Exercise description
From the entries below, reproduce exactly the line containing "filename tests/lib.rs", the line containing "pub fn fresh_market()", and every line in between, with nothing added.

--- Supplied records Enclosed Below ---

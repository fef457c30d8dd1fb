//! Market time in whole seconds.
//!
//! The market never owns time: it reads a [`Clock`] to stamp trades and to
//! place the trailing aggregation window. Clocks use interior mutability so
//! the host can keep an `Arc` and advance it while the market holds another.

use std::sync::atomic::{AtomicI64, Ordering};

use time::OffsetDateTime;

/// Source of the current time in seconds.
pub trait Clock: Send + Sync {
    /// Current time in seconds.
    fn now(&self) -> i64;

    /// Moves the clock by `seconds`, which may be negative.
    fn advance(&self, seconds: i64);
}

/// Wall clock reading Unix seconds, shifted by any accumulated `advance`.
#[derive(Debug, Default)]
pub struct SystemClock {
    offset: AtomicI64,
}

impl SystemClock {
    pub fn new() -> Self {
        Self::default()
    }
}

impl Clock for SystemClock {
    fn now(&self) -> i64 {
        OffsetDateTime::now_utc().unix_timestamp() + self.offset.load(Ordering::SeqCst)
    }

    fn advance(&self, seconds: i64) {
        self.offset.fetch_add(seconds, Ordering::SeqCst);
    }
}

/// Clock that only moves when advanced. Used for deterministic replay and tests.
#[derive(Debug, Default)]
pub struct ManualClock {
    current: AtomicI64,
}

impl ManualClock {
    pub fn new(initial: i64) -> Self {
        Self {
            current: AtomicI64::new(initial),
        }
    }
}

impl Clock for ManualClock {
    fn now(&self) -> i64 {
        self.current.load(Ordering::SeqCst)
    }

    fn advance(&self, seconds: i64) {
        self.current.fetch_add(seconds, Ordering::SeqCst);
    }
}
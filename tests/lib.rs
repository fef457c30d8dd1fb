// Shared fixtures for the behavior tests
use std::sync::Arc;

pub use gbce_core::{
    Clock, CoreError, ManualClock, Market, MarketConfig, Side, StockCatalog, StockKind,
    StockRecord, Symbol, Trade, ValidationError,
};

pub const EPSILON: f64 = 1e-9;

/// A market over the reference catalog with a manual clock starting at zero.
pub fn fresh_market() -> (Market, Arc<ManualClock>) {
    let clock = Arc::new(ManualClock::default());
    let market = Market::new(StockCatalog::reference(), clock.clone());
    (market, clock)
}

pub fn assert_close(actual: f64, expected: f64) {
    assert!(
        (actual - expected).abs() < EPSILON,
        "expected {expected}, got {actual}"
    );
}
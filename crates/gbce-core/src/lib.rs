//! # GBCE Core
//!
//! Reference data, trade ledger, and price aggregation for a small stock
//! exchange.
//!
//! ## Overview
//!
//! - **Stock catalog**: case-insensitive lookup of dividend and par value
//!   reference data, with per-stock dividend yield and P/E formulas
//! - **Clock**: injectable source of seconds, wall-clock or manual
//! - **Market**: append-only trade ledger plus the volume-weighted price
//!   and all-share index over a trailing five minute window
//! - **Configuration**: JSON description of the listed stocks and window
//!
//! ## Modules
//!
//! | Module | Description |
//! |--------|-------------|
//! | [`catalog`] | Listed stocks and lookup |
//! | [`clock`] | `Clock` trait, `SystemClock`, `ManualClock` |
//! | [`config`] | JSON market configuration |
//! | [`domain`] | Symbol, stock record, trade |
//! | [`error`] | Validation and configuration errors |
//! | [`ledger`] | Append-only trade log |
//! | [`market`] | Trade recording and aggregation |
//!
//! ## Quick Start
//!
//! ```rust
//! use std::sync::Arc;
//!
//! use gbce_core::{Clock, ManualClock, Market, Side, StockCatalog};
//!
//! let clock = Arc::new(ManualClock::default());
//! let mut market = Market::new(StockCatalog::reference(), clock.clone());
//!
//! market.record_trade("POP", 1, 100.0, Side::Buy)?;
//! market.record_trade("pop", 3, 50.0, Side::Sell)?;
//! assert_eq!(market.volume_weighted_price("POP")?, 62.5);
//!
//! clock.advance(300);
//! assert_eq!(market.volume_weighted_price("POP")?, 0.0);
//! # Ok::<(), gbce_core::ValidationError>(())
//! ```
//!
//! ## Error Handling
//!
//! Every rejected input surfaces as a [`ValidationError`] and leaves the
//! market unchanged:
//!
//! ```rust
//! use std::sync::Arc;
//!
//! use gbce_core::{ManualClock, Market, Side, StockCatalog, ValidationError};
//!
//! let mut market = Market::new(StockCatalog::reference(), Arc::new(ManualClock::default()));
//! let err = market.record_trade("XYZ", 1, 10.0, Side::Buy).unwrap_err();
//! assert!(matches!(err, ValidationError::UnknownStock { .. }));
//! assert!(market.trades().is_empty());
//! ```
//!
//! ## Logging
//!
//! Trade recording and aggregation emit `tracing` events. No subscriber is
//! installed by this crate.

pub mod catalog;
pub mod clock;
pub mod config;
pub mod domain;
pub mod error;
pub mod ledger;
pub mod market;

pub use catalog::StockCatalog;
pub use clock::{Clock, ManualClock, SystemClock};
pub use config::{MarketConfig, DEFAULT_WINDOW_SECS};
pub use domain::{Side, StockKind, StockRecord, Symbol, Trade};
pub use error::{CoreError, ValidationError};
pub use ledger::Ledger;
pub use market::Market;
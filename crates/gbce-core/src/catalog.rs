use std::collections::BTreeMap;

use tracing::info;

use crate::{StockRecord, Symbol, ValidationError};

/// Reference data listed on the exchange: symbol, last dividend, par value,
/// and fixed dividend rate for preferred stocks.
const REFERENCE_STOCKS: [(&str, f64, f64, Option<f64>); 5] = [
    ("TEA", 0.0, 100.0, None),
    ("POP", 8.0, 100.0, None),
    ("ALE", 23.0, 100.0, None),
    ("GIN", 8.0, 100.0, Some(0.02)),
    ("JOE", 13.0, 100.0, None),
];

/// Immutable, case-insensitive table of listed stocks.
#[derive(Debug, Clone, PartialEq)]
pub struct StockCatalog {
    stocks: BTreeMap<Symbol, StockRecord>,
}

impl StockCatalog {
    /// Builds a catalog, rejecting invalid reference values and duplicate symbols.
    pub fn new(records: impl IntoIterator<Item = StockRecord>) -> Result<Self, ValidationError> {
        let mut stocks = BTreeMap::new();
        for record in records {
            record.validate()?;
            if stocks.contains_key(&record.symbol) {
                return Err(ValidationError::DuplicateStock {
                    symbol: record.symbol.to_string(),
                });
            }
            stocks.insert(record.symbol.clone(), record);
        }

        info!(stocks = stocks.len(), "stock catalog built");
        Ok(Self { stocks })
    }

    /// The five stocks traded on the exchange.
    pub fn reference() -> Self {
        let stocks = REFERENCE_STOCKS
            .iter()
            .map(|&(symbol, last_dividend, par_value, fixed_dividend)| {
                let symbol = Symbol::parse(symbol).expect("reference symbols are valid");
                let record = match fixed_dividend {
                    Some(rate) => StockRecord::preferred(symbol, last_dividend, par_value, rate),
                    None => StockRecord::common(symbol, last_dividend, par_value),
                };
                (record.symbol.clone(), record)
            })
            .collect();
        Self { stocks }
    }

    /// Looks up a stock ignoring letter case.
    pub fn lookup(&self, identifier: &str) -> Result<&StockRecord, ValidationError> {
        Symbol::parse(identifier)
            .ok()
            .and_then(|symbol| self.stocks.get(&symbol))
            .ok_or_else(|| ValidationError::UnknownStock {
                symbol: identifier.to_owned(),
            })
    }

    pub fn contains(&self, identifier: &str) -> bool {
        self.lookup(identifier).is_ok()
    }

    pub fn len(&self) -> usize {
        self.stocks.len()
    }

    pub fn is_empty(&self) -> bool {
        self.stocks.is_empty()
    }

    /// Records in symbol order.
    pub fn iter(&self) -> impl Iterator<Item = &StockRecord> {
        self.stocks.values()
    }
}

impl Default for StockCatalog {
    fn default() -> Self {
        Self::reference()
    }
}

#[cfg(test)]
mod tests {
    use super::*;
    use crate::StockKind;

    #[test]
    fn reference_catalog_lists_five_stocks() {
        let catalog = StockCatalog::reference();
        let symbols: Vec<&str> = catalog.iter().map(|record| record.symbol.as_str()).collect();
        assert_eq!(symbols, ["ALE", "GIN", "JOE", "POP", "TEA"]);
    }

    #[test]
    fn gin_is_the_only_preferred_stock() {
        let catalog = StockCatalog::reference();
        let preferred: Vec<&StockRecord> = catalog
            .iter()
            .filter(|record| matches!(record.kind, StockKind::Preferred { .. }))
            .collect();
        assert_eq!(preferred.len(), 1);
        assert_eq!(preferred[0].symbol.as_str(), "GIN");
        assert_eq!(preferred[0].fixed_dividend(), Some(0.02));
    }

    #[test]
    fn lookup_ignores_case() {
        let catalog = StockCatalog::reference();
        let upper = catalog.lookup("POP").expect("POP");
        assert_eq!(catalog.lookup("pop").expect("pop"), upper);
        assert_eq!(catalog.lookup("PoP").expect("PoP"), upper);
    }

    #[test]
    fn lookup_reports_unknown_stock() {
        let catalog = StockCatalog::reference();
        for identifier in ["invalid", "", "P O P", " POP ", "\tpop\n"] {
            let err = catalog.lookup(identifier).expect_err("must fail");
            assert_eq!(
                err,
                ValidationError::UnknownStock {
                    symbol: identifier.to_owned()
                }
            );
        }
    }

    #[test]
    fn new_rejects_duplicates_across_case() {
        let records = vec![
            StockRecord::common(Symbol::parse("pop").expect("symbol"), 8.0, 100.0),
            StockRecord::common(Symbol::parse("POP").expect("symbol"), 9.0, 100.0),
        ];
        let err = StockCatalog::new(records).expect_err("must fail");
        assert_eq!(
            err,
            ValidationError::DuplicateStock {
                symbol: "POP".to_owned()
            }
        );
    }

    #[test]
    fn new_rejects_non_finite_dividend() {
        let records = vec![StockRecord::common(
            Symbol::parse("BAD").expect("symbol"),
            f64::INFINITY,
            100.0,
        )];
        assert_eq!(
            StockCatalog::new(records),
            Err(ValidationError::NonFiniteValue {
                field: "last_dividend"
            })
        );
    }
}
pub mod pointer;
pub mod theme;

pub use pointer::{wire_pointer_listeners, wire_resize, ListenerGuard, SharedListeners};
pub use theme::{wire_color_scheme, ThemeWatcher};
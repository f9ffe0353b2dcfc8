use crate::constants::{COLOR_SCHEME_QUERY, THEME_ATTRIBUTES};
use crate::events::ListenerGuard;
use crate::render::StaleColor;
use wasm_bindgen::closure::Closure;
use wasm_bindgen::{JsCast, JsValue};
use web_sys as web;

type ObserverCallback = Closure<dyn FnMut(js_sys::Array, web::MutationObserver)>;

/// Marks the colour stale when the root element's theme attributes change.
/// Disconnects when dropped.
pub struct ThemeWatcher {
    observer: web::MutationObserver,
    _callback: ObserverCallback,
}

impl ThemeWatcher {
    pub fn watch(document: &web::Document, stale: StaleColor) -> anyhow::Result<Self> {
        let root = document
            .document_element()
            .ok_or_else(|| anyhow::anyhow!("no document element"))?;
        let callback: ObserverCallback = Closure::wrap(Box::new(
            move |_records: js_sys::Array, _observer: web::MutationObserver| stale.set(true),
        )
            as Box<dyn FnMut(js_sys::Array, web::MutationObserver)>);
        let observer = web::MutationObserver::new(callback.as_ref().unchecked_ref())
            .map_err(|e| anyhow::anyhow!("MutationObserver failed: {:?}", e))?;

        let filter: js_sys::Array = THEME_ATTRIBUTES.iter().map(|a| JsValue::from_str(a)).collect();
        let opts = web::MutationObserverInit::new();
        opts.set_attributes(true);
        opts.set_attribute_filter(&filter);
        observer
            .observe_with_options(&root, &opts)
            .map_err(|e| anyhow::anyhow!("observe failed: {:?}", e))?;
        Ok(Self {
            observer,
            _callback: callback,
        })
    }
}

impl Drop for ThemeWatcher {
    fn drop(&mut self) {
        self.observer.disconnect();
    }
}

/// Marks the colour stale when the OS light/dark preference flips.
///
/// `None` when the browser has no `matchMedia`.
pub fn wire_color_scheme(
    window: &web::Window,
    stale: StaleColor,
) -> anyhow::Result<Option<ListenerGuard>> {
    let Some(query) = window.match_media(COLOR_SCHEME_QUERY).ok().flatten() else {
        return Ok(None);
    };
    let target: &web::EventTarget = query.as_ref();
    let guard = ListenerGuard::attach(target, "change", None, move |_ev: web::Event| {
        stale.set(true)
    })?;
    Ok(Some(guard))
}
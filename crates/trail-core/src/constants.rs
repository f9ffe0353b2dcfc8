// Trail tuning constants shared by both device profiles.
//
// Desktop and mobile values differ only where the effect is tuned for touch
// input; everything else is shared.

// Pointer history
pub const HISTORY_CAPACITY: usize = 20; // samples kept for orientation
pub const HISTORY_MAX_AGE_SEC: f32 = 1.2; // samples older than this are pruned
pub const HISTORY_RENDER_COUNT: usize = 10; // newest samples drawn as dots

// Particle pool
pub const PARTICLE_CAPACITY: usize = 50;
pub const PARTICLE_RENDER_COUNT: usize = 20;

// Emission (desktop / mobile)
pub const SPEED_THRESHOLD_DESKTOP: f32 = 5.0; // px per sample
pub const SPEED_THRESHOLD_MOBILE: f32 = 3.0;
pub const SPEED_PER_PARTICLE_DESKTOP: f32 = 10.0; // one particle per this much speed
pub const SPEED_PER_PARTICLE_MOBILE: f32 = 8.0;
pub const MAX_PARTICLES_PER_SAMPLE_DESKTOP: usize = 5;
pub const MAX_PARTICLES_PER_SAMPLE_MOBILE: usize = 3;
pub const POSITION_JITTER_DESKTOP: f32 = 10.0; // full width of the spawn square
pub const POSITION_JITTER_MOBILE: f32 = 8.0;

// Initial particle velocity
pub const EMIT_VELOCITY_SCALE: f32 = 0.1; // fraction of pointer velocity inherited
pub const EMIT_VELOCITY_JITTER: f32 = 2.0; // full width of the random spread

// Per-frame integration
pub const PARTICLE_DRAG: f32 = 0.98; // velocity multiplier (air resistance)
pub const PARTICLE_GRAVITY: f32 = 0.1; // added to vy every frame (screen y grows down)
pub const PARTICLE_LIFE_DECAY: f32 = 0.02; // life lost per frame

// Movement state
pub const IDLE_AFTER_MOVE_MS: u64 = 150;
pub const IDLE_AFTER_TOUCH_END_MS: u64 = 300;

// Render geometry
pub const HISTORY_DOT_BASE_SIZE: f32 = 3.0;
pub const HISTORY_DOT_SIZE_STEP: f32 = 0.25; // growth per newer sample
pub const HISTORY_DOT_OPACITY: f32 = 0.5;
pub const HISTORY_DOT_GLOW: f32 = 8.0;
pub const HISTORY_DOT_BLUR: f32 = 1.2;
pub const HISTORY_DOT_SCALE: f32 = 1.1;
pub const PARTICLE_DOT_SIZE: f32 = 6.0;
pub const PARTICLE_DOT_OPACITY: f32 = 0.8;
pub const PARTICLE_DOT_GLOW: f32 = 16.0;

// Marker size (px, before variant scale)
pub const MARKER_SIZE_DESKTOP: f32 = 12.0;
pub const MARKER_SIZE_MOBILE: f32 = 16.0;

--- End of Enclosed Supplied records ---

Written solution
filename tests/lib.rs
repository fef457c30d8dd1fb
// Shared fixtures for the behavior tests
use std::sync::Arc;

pub use gbce_core::{
    Clock, CoreError, ManualClock, Market, MarketConfig, Side, StockCatalog, StockKind,
    StockRecord, Symbol, Trade, ValidationError,
};

pub const EPSILON: f64 = 1e-9;

/// A market over the reference catalog with a manual clock starting at zero.
pub fn fresh_market() -> (Market, Arc<ManualClock>) {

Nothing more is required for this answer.